Barcelona. — La basílica de la Sagrada Familia de Barcelona alcanzó su altura máxima prevista de 172.5 metros con la colocación del brazo superior de la cruz que corona la torre de Jesús, culminando un nuevo hito en la construcción del templo diseñado en el siglo XIX por Antoni Gaudí.
Los trabajadores instalaron la pieza, de 17 metros de altura y 13.5 de ancho, con ayuda de una gran grúa, aunque todavía deben anclarla.
La fundación Junta Constructora de la Sagrada Familia transmitió en directo la maniobra, que también pudo ser presenciada por visitantes en los alrededores del emblemático monumento.

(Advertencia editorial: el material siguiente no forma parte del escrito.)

//! Newtype wrappers for domain identifiers.
//!
//! Request IDs and key IDs are both plain strings on the wire. Wrapping them
//! keeps a key URL from being passed where a request ID is expected.

use serde::{Deserialize, Serialize};
use sha2::{Digest, Sha256};
use std::fmt;

/// Identifier the scoring service assigned to one submitted query.
#[derive(Debug, Clone, PartialEq, Eq, Hash, PartialOrd, Ord, Serialize, Deserialize)]
#[serde(transparent)]
pub struct RequestId(pub String);

impl RequestId {
    pub fn new(s: impl Into<String>) -> Self {
        RequestId(s.into())
    }

    pub fn as_str(&self) -> &str {
        &self.0
    }

    pub fn is_empty(&self) -> bool {
        self.0.is_empty()
    }
}

impl fmt::Display for RequestId {
    fn fmt(&self, f: &mut fmt::Formatter<'_>) -> fmt::Result {
        write!(f, "{}", self.0)
    }
}

impl From<String> for RequestId {
    fn from(s: String) -> Self {
        RequestId(s)
    }
}

impl From<&str> for RequestId {
    fn from(s: &str) -> Self {
        RequestId(s.to_string())
    }
}

/// URL of a signer's public key-set document.
///
/// Immutable once observed: the same URL always names the same key set, which
/// is what makes caching by key ID sound.
#[derive(Debug, Clone, PartialEq, Eq, Hash, Serialize, Deserialize)]
#[serde(transparent)]
pub struct KeyId(pub String);

impl KeyId {
    pub fn new(s: impl Into<String>) -> Self {
        KeyId(s.into())
    }

    pub fn as_str(&self) -> &str {
        &self.0
    }

    /// Hex-encoded SHA-256 of the key ID.
    ///
    /// Used to derive filesystem names; the raw URL is never used as a path.
    pub fn digest_hex(&self) -> String {
        hex::encode(Sha256::digest(self.0.as_bytes()))
    }
}

impl fmt::Display for KeyId {
    fn fmt(&self, f: &mut fmt::Formatter<'_>) -> fmt::Result {
        write!(f, "{}", self.0)
    }
}

impl From<String> for KeyId {
    fn from(s: String) -> Self {
        KeyId(s)
    }
}

impl From<&str> for KeyId {
    fn from(s: &str) -> Self {
        KeyId(s.to_string())
    }
}

#[cfg(test)]
mod tests {
    use super::*;

    mod request_id {
        use super::*;
        use proptest::prelude::*;

        proptest! {
            #[test]
            fn serde_roundtrip(s in "[A-Za-z0-9_-]{1,64}") {
                let id = RequestId::new(&s);
                let json = serde_json::to_string(&id).unwrap();
                prop_assert_eq!(&json, &format!("\"{}\"", s));
                let parsed: RequestId = serde_json::from_str(&json).unwrap();
                prop_assert_eq!(id, parsed);
            }

            #[test]
            fn comparison_matches_underlying(a in "[a-z]{1,8}", b in "[a-z]{1,8}") {
                prop_assert_eq!(RequestId::new(&a) == RequestId::new(&b), a == b);
            }
        }

        #[test]
        fn empty_id_is_detected() {
            assert!(RequestId::new("").is_empty());
            assert!(!RequestId::new("abc").is_empty());
        }
    }

    mod key_id {
        use super::*;
        use proptest::prelude::*;

        #[test]
        fn digest_is_sha256_hex() {
            let id = KeyId::new("https://auth.example.com/keys/callback/public");
            let digest = id.digest_hex();
            assert_eq!(digest.len(), 64);
            assert!(digest.chars().all(|c| c.is_ascii_hexdigit()));
        }

        #[test]
        fn digest_of_known_input() {
            // sha256("abc")
            assert_eq!(
                KeyId::new("abc").digest_hex(),
                "ba7816bf8f01cfea414140de5dae2223b00361a396177a9cb410ff61f20015ad"
            );
        }

        proptest! {
            #[test]
            fn digest_is_deterministic(s in ".{0,100}") {
                prop_assert_eq!(KeyId::new(&s).digest_hex(), KeyId::new(&s).digest_hex());
            }

            #[test]
            fn distinct_ids_have_distinct_digests(a in ".{0,50}", b in ".{0,50}") {
                prop_assume!(a != b);
                prop_assert_ne!(KeyId::new(&a).digest_hex(), KeyId::new(&b).digest_hex());
            }
        }
    }
}
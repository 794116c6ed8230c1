//! Correlating a batch of submitted requests with their results.
//!
//! A [`Correlator`] tracks one batch. Results for it can arrive through
//! HTTP callbacks (routed by a shared [`CorrelatorRegistry`]), through poll
//! loops it spawns, or through any sender obtained from
//! [`Correlator::notifier`]. Whichever path delivers a complete result first
//! wins; later deliveries for the same request are ignored.

pub mod correlator;
pub mod registry;


pub use correlator::{Arrival, BatchOutcome, Correlator, PartialBatch, PendingRequest};
pub use registry::CorrelatorRegistry;
//! Payload decoding for query results.
//!
//! Decoding selects behaviour from an explicit [`ContentType`] rather than by
//! inspecting the payload. Errors are terminal for the single message being
//! decoded; nothing at this layer retries.
//!
//! A result carrying only some of the requested datasets decodes normally.
//! Whether that counts as "done" is decided by the poll loop and correlator.

mod content_type;

pub use content_type::{ContentType, QUERY_RESULT_BINARY, QUERY_RESULT_JSON};

use prost::Message;
use thiserror::Error;

use crate::types::QueryResult;

/// Underlying failure of one encoding.
#[derive(Debug, Error)]
pub enum PayloadError {
    #[error(transparent)]
    Binary(#[from] prost::DecodeError),

    #[error(transparent)]
    Json(#[from] serde_json::Error),
}

/// Errors that can occur while decoding a result payload.
#[derive(Debug, Error)]
pub enum DecodeError {
    /// The content type is missing or is not a result encoding.
    #[error("unsupported content type: {0}")]
    UnsupportedContentType(String),

    /// The payload is truncated, corrupt, or syntactically invalid.
    #[error("failed to decode {encoding} payload: {source}")]
    DecodeFailed {
        encoding: ContentType,
        #[source]
        source: PayloadError,
    },
}

/// Resolves a raw `Content-Type` header into an encoding.
pub fn negotiate(content_type: Option<&str>) -> Result<ContentType, DecodeError> {
    let raw = content_type.unwrap_or_default();
    ContentType::parse(raw).ok_or_else(|| DecodeError::UnsupportedContentType(raw.to_string()))
}

/// Decodes a result body given its raw `Content-Type` header.
pub fn decode_with_header(
    content_type: Option<&str>,
    body: &[u8],
) -> Result<QueryResult, DecodeError> {
    decode(negotiate(content_type)?, body)
}

/// Decodes a result body in the given encoding.
pub fn decode(content_type: ContentType, body: &[u8]) -> Result<QueryResult, DecodeError> {
    match content_type {
        ContentType::Binary => {
            QueryResult::decode(body).map_err(|e| DecodeError::DecodeFailed {
                encoding: content_type,
                source: e.into(),
            })
        }
        ContentType::Json => {
            serde_json::from_slice(body).map_err(|e| DecodeError::DecodeFailed {
                encoding: content_type,
                source: e.into(),
            })
        }
    }
}

/// Encodes a result in the given encoding.
pub fn encode(content_type: ContentType, result: &QueryResult) -> Vec<u8> {
    match content_type {
        ContentType::Binary => result.encode_to_vec(),
        // Serializing plain data with string keys cannot fail.
        ContentType::Json => serde_json::to_vec(result).unwrap_or_default(),
    }
}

Desde octubre pasado, cuando alcanzó los 162.9 metros, la Sagrada Familia es la iglesia más alta del mundo, superando a la alemana Ulmer Münster.

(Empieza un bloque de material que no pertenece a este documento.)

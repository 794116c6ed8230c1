//! HTTP callback sink.
//!
//! # Endpoints
//!
//! - `POST <path>` - Accepts result callbacks (returns 200 once read)
//! - `GET /health` - Returns 200 if the listener is running
//!
//! When a [`SignatureVerifier`] is supplied, the callback route is wrapped in
//! [`verify_signature`] and unauthenticated requests get 401 before the body
//! is decoded. A callback that is not fully received within the request
//! timeout gets 408.

use std::sync::Arc;
use std::time::Duration;

use axum::Router;
use axum::error_handling::HandleErrorLayer;
use axum::extract::DefaultBodyLimit;
use axum::http::StatusCode;
use axum::routing::{get, post};
use tower::ServiceBuilder;
use tower::timeout::TimeoutLayer;

pub mod handler;
pub mod health;

pub use handler::{HandlerFn, ResultHandler, callback_handler, handler_fn};
pub use health::health_handler;

use crate::correlate::CorrelatorRegistry;
use crate::signature::{DEFAULT_MAX_BODY_BYTES, SignatureVerifier, verify_signature};

/// Default callback route.
pub const DEFAULT_CALLBACK_PATH: &str = "/";

/// Default limit on handling one callback, body read included.
pub const DEFAULT_CALLBACK_TIMEOUT: Duration = Duration::from_secs(30);

const HEALTH_PATH: &str = "/health";

/// Whether `path` can be served as the callback route.
///
/// The path must be absolute, use only URI path characters, contain no
/// capture syntax, and not collide with the health route.
pub fn is_valid_callback_path(path: &str) -> bool {
    let Some(rest) = path.strip_prefix('/') else {
        return false;
    };
    let allowed = |c: char| c.is_ascii_alphanumeric() || "-._~/!$&'()+,;=:@%".contains(c);
    path != HEALTH_PATH
        && path.chars().all(allowed)
        && !rest.split('/').any(|segment| segment.starts_with(':'))
}

/// Shared state for the callback routes.
#[derive(Clone)]
pub struct CallbackState {
    inner: Arc<CallbackStateInner>,
}

struct CallbackStateInner {
    handler: Arc<dyn ResultHandler>,
    registry: Option<CorrelatorRegistry>,
    path: String,
    max_body_bytes: usize,
    request_timeout: Duration,
}

impl CallbackState {
    pub fn new(handler: Arc<dyn ResultHandler>) -> Self {
        CallbackState {
            inner: Arc::new(CallbackStateInner {
                handler,
                registry: None,
                path: DEFAULT_CALLBACK_PATH.to_string(),
                max_body_bytes: DEFAULT_MAX_BODY_BYTES,
                request_timeout: DEFAULT_CALLBACK_TIMEOUT,
            }),
        }
    }

    /// Routes decoded results to active correlators as well as the handler.
    pub fn with_registry(self, registry: CorrelatorRegistry) -> Self {
        self.map(|inner| inner.registry = Some(registry))
    }

    pub fn with_path(self, path: impl Into<String>) -> Self {
        let path = path.into();
        self.map(|inner| inner.path = path)
    }

    pub fn with_max_body_bytes(self, limit: usize) -> Self {
        self.map(|inner| inner.max_body_bytes = limit)
    }

    pub fn with_request_timeout(self, timeout: Duration) -> Self {
        self.map(|inner| inner.request_timeout = timeout)
    }

    pub fn handler(&self) -> &Arc<dyn ResultHandler> {
        &self.inner.handler
    }

    pub fn registry(&self) -> Option<&CorrelatorRegistry> {
        self.inner.registry.as_ref()
    }

    pub fn path(&self) -> &str {
        &self.inner.path
    }

    pub fn max_body_bytes(&self) -> usize {
        self.inner.max_body_bytes
    }

    pub fn request_timeout(&self) -> Duration {
        self.inner.request_timeout
    }

    /// Builder helper; only used before the state is shared.
    fn map(self, f: impl FnOnce(&mut CallbackStateInner)) -> Self {
        let mut inner = match Arc::try_unwrap(self.inner) {
            Ok(inner) => inner,
            Err(shared) => CallbackStateInner {
                handler: Arc::clone(&shared.handler),
                registry: shared.registry.clone(),
                path: shared.path.clone(),
                max_body_bytes: shared.max_body_bytes,
                request_timeout: shared.request_timeout,
            },
        };
        f(&mut inner);
        CallbackState {
            inner: Arc::new(inner),
        }
    }
}

/// Builds the callback router.
///
/// # Panics
///
/// If the state's path fails [`is_valid_callback_path`].
pub fn build_router(state: CallbackState, verifier: Option<Arc<SignatureVerifier>>) -> Router {
    let callback = post(callback_handler).layer(DefaultBodyLimit::max(state.max_body_bytes()));
    let mut callback_routes = Router::new().route(state.path(), callback);
    if let Some(verifier) = verifier {
        callback_routes =
            callback_routes.route_layer(axum::middleware::from_fn_with_state(verifier, verify_signature));
    }
    callback_routes = callback_routes.route_layer(
        ServiceBuilder::new()
            .layer(HandleErrorLayer::new(handle_timeout))
            .layer(TimeoutLayer::new(state.request_timeout())),
    );

    Router::new()
        .route(HEALTH_PATH, get(health_handler))
        .merge(callback_routes)
        .with_state(state)
}

async fn handle_timeout(_: tower::BoxError) -> (StatusCode, &'static str) {
    (StatusCode::REQUEST_TIMEOUT, "Request Timeout")
}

La cruz, fabricada en Alemania y ensamblada en 14 megapiezas, está recubierta de vidrio y cerámica blanca esmaltada, siguiendo el deseo de Gaudí de que pareciera de cristal.
Según el arquitecto director, Jordi Faulí, la estructura se concibió para lucir “resplandeciente”.

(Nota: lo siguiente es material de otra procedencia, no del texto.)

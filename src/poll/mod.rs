//! Result polling.
//!
//! [`ResultClient`] performs one fetch and classifies the answer; [`poll`]
//! repeats fetches on a fixed cadence until the result is complete, the
//! deadline passes, or the caller cancels.
//!
//! A result that is not flagged complete, or that lacks a required dataset,
//! is "not yet complete" and polled again. It is never an error.

pub mod client;
pub mod config;
pub mod poll_loop;


pub use client::{FetchOutcome, PollError, ResultClient, ResultSource};
pub use config::PollConfig;
pub use poll_loop::{PollFailure, PollOutcome, PollSinks, poll, poll_with_config};
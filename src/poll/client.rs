//! Single-shot result fetches.

use std::sync::Arc;

use async_trait::async_trait;
use bytes::Bytes;
use http::header::{ACCEPT, AUTHORIZATION, CONTENT_TYPE, USER_AGENT};
use http::{Request, StatusCode};
use thiserror::Error;
use tracing::{debug, trace};

use crate::codec::{self, ContentType, DecodeError};
use crate::transport::{self, TokenError, TokenProvider, Transport, TransportError};
use crate::types::{DataSetType, QueryResult, RequestId};

/// Errors from one fetch attempt. All of them are retried by the poll loop.
#[derive(Debug, Error)]
pub enum PollError {
    #[error("failed to obtain access token: {0}")]
    Token(#[from] TokenError),

    #[error("invalid poll request: {0}")]
    InvalidRequest(String),

    #[error("poll request failed: {0}")]
    Transport(#[from] TransportError),

    /// Anything other than 200 or 202.
    #[error("unexpected HTTP status {0}")]
    UnexpectedStatus(StatusCode),

    #[error(transparent)]
    Decode(#[from] DecodeError),
}

/// What one fetch learned about a request.
#[derive(Debug, Clone, PartialEq)]
pub enum FetchOutcome {
    /// The result is complete; polling can stop.
    Complete(QueryResult),
    /// Still processing. Carries the partial result when one was returned.
    Pending(Option<QueryResult>),
}

/// Something that can be asked for the current state of a request.
#[async_trait]
pub trait ResultSource: Send + Sync {
    async fn fetch(&self, request_id: &RequestId) -> Result<FetchOutcome, PollError>;
}

/// Fetches results from the query API.
pub struct ResultClient {
    transport: Arc<dyn Transport>,
    tokens: Arc<dyn TokenProvider>,
    base_url: String,
    accept: ContentType,
    required: Vec<DataSetType>,
}

impl ResultClient {
    /// Creates a client for `{endpoint}/{api_version}`.
    ///
    /// An endpoint without a scheme gets `https://`.
    pub fn new(
        transport: Arc<dyn Transport>,
        tokens: Arc<dyn TokenProvider>,
        endpoint: &str,
        api_version: &str,
    ) -> Self {
        ResultClient {
            transport,
            tokens,
            base_url: base_url(endpoint, api_version),
            accept: ContentType::default(),
            required: Vec::new(),
        }
    }

    /// Selects the response encoding requested via `Accept`.
    pub fn with_accept(mut self, accept: ContentType) -> Self {
        self.accept = accept;
        self
    }

    /// Datasets that must be present before a result counts as complete.
    pub fn with_required_datasets(mut self, required: Vec<DataSetType>) -> Self {
        self.required = required;
        self
    }

    /// URL polled for a request.
    pub fn result_url(&self, request_id: &RequestId) -> String {
        format!(
            "{}/queries/url/{}",
            self.base_url,
            escape_path_segment(request_id.as_str())
        )
    }

    /// Classifies a decoded `200` body.
    fn classify(&self, result: QueryResult) -> FetchOutcome {
        if !result.is_complete() {
            return FetchOutcome::Pending(Some(result));
        }
        let missing = result.missing_datasets(&self.required);
        if !missing.is_empty() {
            debug!(
                request_id = %result.request_id,
                missing = ?missing,
                "Result flagged complete but lacks required datasets"
            );
            return FetchOutcome::Pending(Some(result));
        }
        FetchOutcome::Complete(result)
    }
}

#[async_trait]
impl ResultSource for ResultClient {
    async fn fetch(&self, request_id: &RequestId) -> Result<FetchOutcome, PollError> {
        let token = self.tokens.token().await?;
        let request = Request::get(self.result_url(request_id))
            .header(ACCEPT, self.accept.media_type())
            .header(AUTHORIZATION, format!("Bearer {token}"))
            .header(USER_AGENT, transport::USER_AGENT)
            .body(Bytes::new())
            .map_err(|e| PollError::InvalidRequest(e.to_string()))?;

        let response = self.transport.send(request).await?;
        let status = response.status();
        trace!(request_id = %request_id, %status, "Poll response");

        let content_type = response
            .headers()
            .get(CONTENT_TYPE)
            .and_then(|v| v.to_str().ok())
            .map(str::to_owned);
        let body = response.into_body();
        let decode = |body: &[u8]| -> Result<QueryResult, DecodeError> {
            let mut result = match content_type.as_deref() {
                Some(ct) => codec::decode_with_header(Some(ct), body)?,
                // Servers that omit Content-Type answer in the requested encoding.
                None => codec::decode(self.accept, body)?,
            };
            result.stamp_request_id(request_id);
            Ok(result)
        };

        match status {
            StatusCode::OK => Ok(self.classify(decode(&body)?)),
            StatusCode::ACCEPTED => {
                let partial = if body.is_empty() {
                    None
                } else {
                    decode(&body).ok()
                };
                Ok(FetchOutcome::Pending(partial))
            }
            other => Err(PollError::UnexpectedStatus(other)),
        }
    }
}

fn base_url(endpoint: &str, api_version: &str) -> String {
    let endpoint = endpoint.trim_end_matches('/');
    let endpoint = if endpoint.contains("://") {
        endpoint.to_string()
    } else {
        format!("https://{endpoint}")
    };
    let version = api_version.trim_matches('/');
    if version.is_empty() {
        endpoint
    } else {
        format!("{endpoint}/{version}")
    }
}

/// Percent-encodes everything outside the RFC 3986 unreserved set.
fn escape_path_segment(segment: &str) -> String {
    let mut out = String::with_capacity(segment.len());
    for byte in segment.bytes() {
        if byte.is_ascii_alphanumeric() || matches!(byte, b'-' | b'.' | b'_' | b'~') {
            out.push(byte as char);
        } else {
            out.push_str(&format!("%{byte:02X}"));
        }
    }
    out
}
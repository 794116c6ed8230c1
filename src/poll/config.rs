//! Poll cadence and deadline.

use std::time::Duration;

use tokio::time::Instant;

/// Default interval between fetches (1 second).
const DEFAULT_INTERVAL_MS: u64 = 1000;

/// Default overall deadline (15 minutes).
const DEFAULT_TIMEOUT_SECS: u64 = 15 * 60;

/// Stand-in for "never" when a timeout does not fit in an `Instant`.
pub(crate) const FAR_FUTURE: Duration = Duration::from_secs(86_400 * 365 * 100);

/// `start + timeout`, saturating at [`FAR_FUTURE`] past `start`.
pub(crate) fn deadline_after(start: Instant, timeout: Duration) -> Instant {
    start
        .checked_add(timeout.min(FAR_FUTURE))
        .or_else(|| start.checked_add(Duration::from_secs(86_400)))
        .unwrap_or(start)
}

/// Configuration for a poll loop.
#[derive(Debug, Clone, Copy, PartialEq, Eq)]
pub struct PollConfig {
    /// Time between the start of consecutive fetches.
    ///
    /// Fetches never overlap: a slow fetch delays the next one.
    /// Default: 1 second.
    pub interval: Duration,

    /// How long to keep polling before giving up.
    ///
    /// Default: 15 minutes.
    pub timeout: Duration,
}

impl Default for PollConfig {
    fn default() -> Self {
        Self::new()
    }
}

impl PollConfig {
    pub fn new() -> Self {
        PollConfig {
            interval: Duration::from_millis(DEFAULT_INTERVAL_MS),
            timeout: Duration::from_secs(DEFAULT_TIMEOUT_SECS),
        }
    }

    pub fn with_interval(mut self, interval: Duration) -> Self {
        self.interval = interval;
        self
    }

    pub fn with_timeout(mut self, timeout: Duration) -> Self {
        self.timeout = timeout;
        self
    }

    /// The deadline for a loop starting at `start`.
    ///
    /// Timeouts too large to represent are treated as roughly a century.
    pub fn deadline_from(&self, start: Instant) -> Instant {
        deadline_after(start, self.timeout)
    }
}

Cada uno de sus brazos pesa alrededor de 12 toneladas y se elevó desde una plataforma situada a 54 metros sobre la nave central.
Con la torre de Jesús prácticamente finalizada, tras completarse en los últimos años las torres de los evangelistas y la de la Madre de Dios, el proyecto afrontará ahora la construcción de la fachada de la Gloria.
Su conclusión se prevé en aproximadamente una década, lo que marcaría el cierre definitivo de las obras iniciadas en 1882.